Wednesday, March 7, 2012

Alberta Knapping Part 2

First point, first arrow - wow!
On the second day of knapping, there were 15 of us at the University of Calgary making arrows, hanging out and chatting.  We saw a few different fluting and indirect percussion techniques.  We made spokeshaves and used flakes to strip the bark from the willow shafts for the arrows.  There were also a few dowels and hardwood arrow shafts thrown into the mix.  A couple guys had their own hafting projects, including a scraper and knife pair hafted in rib handles and a big spear shaft for the Clovis point.  Thanks again to the Archaeological Society of Alberta for putting on a great weekend!

Straightening a willow arrow shaft over heat.

A lot of wood and stone working

Scraper and knife drying in rib handles.

Looking down the end of a drying arrow.

We used pitch and sinew for hafting the points.

Jackie's first point and first arrow - great work!

Jackie's obsidian arrowhead on a hardwood shaft.

I like the pattern in this willow arrow.

Mike made the shaft for Rick's Clovis spear point.  One of the coolest projects that I've seen come out of these workshops.

This is going to look great with a rawhide binding.  I'll try to get an update when the spear is done and ready to be raffled.
 Photo Credits: Tim Rast

Monday, March 5, 2012

Alberta Knapping Part 1

Knapping in Calgary
This knapping vacation is drawing to a close, but I've enjoyed every minute of it.  The Archaeological Society of Alberta really knows how to put on a good show.  The Medicine Hat club had a full turn out and lots of new faces at the demonstration and talk last Thursday, and we had the biggest, longest Calgary flintknapping workshop ever over the weekend.

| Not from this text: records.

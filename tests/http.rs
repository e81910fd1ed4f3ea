use axum::{
    body::Body,
    http::{Request, StatusCode},
    Router,
};
use equation_solver::{config::Config, server};
use http_body_util::BodyExt;
use serde_json::{json, Value};
use std::time::Duration;
use tower::ServiceExt;

fn app() -> Router { server::router(Config::default()) }

async fn send(app: Router, request: Request<Body>) -> (StatusCode, Value) {
    let response = app.oneshot(request).await.unwrap();
    let status = response.status();
    let bytes = response.into_body().collect().await.unwrap().to_bytes();

    (status, serde_json::from_slice(&bytes).unwrap())
}

async fn post(app: Router, body: impl Into<Body>) -> (StatusCode, Value) {
    let request = Request::builder()
        .method("POST")
        .uri("/solve")
        .header("content-type", "application/json")
        .body(body.into())
        .unwrap();

    send(app, request).await
}

async fn solve(equation: &str) -> (StatusCode, Value) {
    post(app(), json!({ "equation": equation }).to_string()).await
}

async fn health(app: Router) -> (StatusCode, Value) {
    let request = Request::builder()
        .method("GET")
        .uri("/health")
        .body(Body::empty())
        .unwrap();

    send(app, request).await
}

#[tokio::test]
async fn solve_a_linear_equation() {
    let (status, body) = solve("2*x + 4 = 0").await;

    assert_eq!(status, StatusCode::OK);
    assert_eq!(body, json!({ "solution": "[-2]" }));
}

#[tokio::test]
async fn solve_a_quadratic() {
    let (status, body) = solve("x^2 - 5*x + 6 = 0").await;

    assert_eq!(status, StatusCode::OK);
    assert_eq!(body, json!({ "solution": "[2, 3]" }));
}

#[tokio::test]
async fn complex_roots() {
    let (status, body) = solve("x^2 + 1 = 0").await;

    assert_eq!(status, StatusCode::OK);
    assert_eq!(body, json!({ "solution": "[-I, I]" }));
}

#[tokio::test]
async fn higher_degree_polynomials() {
    let inputs = vec![
        ("x^4 - 5*x^2 + 6 = 0", "[-sqrt(2), sqrt(2), -sqrt(3), sqrt(3)]"),
        ("x^4 = 4", "[-sqrt(2), sqrt(2), -sqrt(2)*I, sqrt(2)*I]"),
        (
            "x^6 - 1 = 0",
            "[-1, 1, 1/2 - sqrt(3)*I/2, 1/2 + sqrt(3)*I/2, \
             -1/2 - sqrt(3)*I/2, -1/2 + sqrt(3)*I/2]",
        ),
    ];

    for (equation, solution) in inputs {
        let (status, body) = solve(equation).await;

        assert_eq!(status, StatusCode::OK, "{}", equation);
        assert_eq!(body, json!({ "solution": solution }));
    }
}

#[tokio::test]
async fn cubics_are_solved_in_radicals() {
    let (status, body) = solve("x^3 - 3*x + 1 = 0").await;

    assert_eq!(status, StatusCode::OK);
    let solution = body["solution"].as_str().unwrap();
    assert!(solution.contains("^(1/3)"), "{}", solution);
    assert_eq!(solution.matches(", ").count(), 2, "{}", solution);
}

#[tokio::test]
async fn missing_equals_sign_means_equal_to_zero() {
    let (status, body) = solve("x - 5").await;

    assert_eq!(status, StatusCode::OK);
    assert_eq!(body, json!({ "solution": "[5]" }));
}

#[tokio::test]
async fn identities_hold_for_every_value() {
    let (status, body) = solve("x = x").await;

    assert_eq!(status, StatusCode::OK);
    assert_eq!(body, json!({ "solution": "Complexes" }));
}

#[tokio::test]
async fn contradictions_have_no_solutions() {
    let (status, body) = solve("x + 1 = x + 2").await;

    assert_eq!(status, StatusCode::OK);
    assert_eq!(body, json!({ "solution": "[]" }));
}

#[tokio::test]
async fn disallowed_names_are_rejected() {
    for equation in &["__import__('os') = 0", "y = 2", "exp(x) = 1"] {
        let (status, body) = solve(equation).await;

        assert_eq!(status, StatusCode::BAD_REQUEST, "{}", equation);
        let message = body["error"].as_str().unwrap();
        assert!(
            message.starts_with("Disallowed name in equation"),
            "{}",
            message
        );
    }
}

#[tokio::test]
async fn syntax_errors_are_rejected() {
    let (status, body) = solve("x + = 2").await;

    assert_eq!(status, StatusCode::BAD_REQUEST);
    let message = body["error"].as_str().unwrap();
    assert!(message.starts_with("Syntax error in equation"), "{}", message);
}

#[tokio::test]
async fn unsolvable_equations_are_rejected() {
    let (status, body) = solve("x^5 - x - 1 = 0").await;

    assert_eq!(status, StatusCode::BAD_REQUEST);
    let message = body["error"].as_str().unwrap();
    assert!(
        message.starts_with("Unable to solve the equation"),
        "{}",
        message
    );
}

#[tokio::test]
async fn missing_equations() {
    let inputs = vec![
        (Body::empty(), "No equation provided"),
        (Body::from("{}"), "No equation provided"),
        (Body::from("not json"), "No equation provided"),
        (Body::from(r#"{"equation": 7}"#), "No equation provided"),
        (Body::from(r#"{"equation": ""}"#), "Empty equation provided"),
        (Body::from(r#"{"equation": "   "}"#), "Empty equation provided"),
    ];

    for (body, message) in inputs {
        let (status, got) = post(app(), body).await;

        assert_eq!(status, StatusCode::BAD_REQUEST);
        assert_eq!(got, json!({ "error": message }));
    }
}

#[tokio::test]
async fn running_out_of_time_doesnt_block_other_requests() {
    let app = server::router(Config {
        solve_timeout: Some(Duration::from_millis(0)),
        ..Config::default()
    });

    let (status, body) = post(
        app.clone(),
        json!({ "equation": "(x + 1)^256 * (x - 1)^256 = 0" }).to_string(),
    )
    .await;

    assert_eq!(status, StatusCode::BAD_REQUEST);
    assert_eq!(body, json!({ "error": "Computation timed out" }));

    let (status, body) = health(app).await;

    assert_eq!(status, StatusCode::OK);
    assert_eq!(body, json!({ "status": "ok" }));
}

#[tokio::test]
async fn oversized_equations_are_rejected_without_crashing() {
    let app = app();
    let deep = format!("{}x{} = 1", "(".repeat(10_000), ")".repeat(10_000));
    let long = format!("{} = 1", vec!["x"; 20_000].join(" + "));
    let nested = format!("{}x{} = 1", "(".repeat(300), ")".repeat(300));

    for equation in [deep, long, nested] {
        let (status, body) =
            post(app.clone(), json!({ "equation": equation }).to_string())
                .await;

        assert_eq!(status, StatusCode::BAD_REQUEST);
        let message = body["error"].as_str().unwrap();
        assert!(message.starts_with("Syntax error in equation"), "{}", message);
    }

    let (status, _) = health(app.clone()).await;
    assert_eq!(status, StatusCode::OK);

    let (status, body) =
        post(app, json!({ "equation": "x = 1" }).to_string()).await;
    assert_eq!(status, StatusCode::OK);
    assert_eq!(body, json!({ "solution": "[1]" }));
}

#[tokio::test]
async fn concurrent_requests_are_independent() {
    let app = app();

    let (first, second) = tokio::join!(
        post(app.clone(), json!({ "equation": "x = 1" }).to_string()),
        post(app.clone(), json!({ "equation": "x = 2" }).to_string()),
    );

    assert_eq!(first.1, json!({ "solution": "[1]" }));
    assert_eq!(second.1, json!({ "solution": "[2]" }));
}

Explaining a harpoon in Medicine Hat
In Medicine Hat, I demonstrated making a Dorset Palaeoeskimo stone knife for more than 40 people at the Police Point Park Nature Centre.  It was a great venue, and my host and the event organizer, Janice Andreas, did a fantastic job of pulling everything together.  There were lots of great questions and enthusiasm during the demonstration and some interesting chats with folks afterwards.  If you're interested in archaeology and live in southeastern Alberta, I certainly recommend becoming a member of the Archaeological Society in Medicine Hat.


Knapping demonstration at Police Point Park Nature Centre, Medicine Hat, Alberta


Jason explaining a technique
In Calgary, Jason Roe and I led a weekend knapping workshop at the University of Calgary.  The event was also sponsored by the Archaeological Society of Alberta and Mike Turney was handling all the registration and organizing on behalf of the Calgary centre.  I'm really envious of the level of enthusiasm and organization amongst the Archaeological Society of Alberta across the Province.

A full house. A very full house.

Allan's set points from Alberta
On Saturday, we had 27 knappers of all levels of experience working in one big group around the tarp.  I think everyone got a lot out of it. In the past the new and experienced knappers had worked in separate rooms and even though this is my 3rd year leading these workshops with Jason, this was our first opportunity to sit down and knap together.  On Saturday, everyone learned the basics of hard hammer and soft hammer percussion and pressure flaking.  We went through lots of rock and I think most everyone produced something by the end of the day.

The workshop gets bigger and better every year.

Rick working on his big Clovis
With such a big group, it was great having two instructors and lots of experienced knappers spread around the room.  There were some real talented and generous knappers in the room.   I made some new friends and got to see lots of old ones, and, of course, I learned a lot again.  I really appreciate the Society's invitation to take part again this year.  Later this week, I'll put up a few photos from Sunday's session, when we got into making arrows and hafting some of the points produced over the weekend.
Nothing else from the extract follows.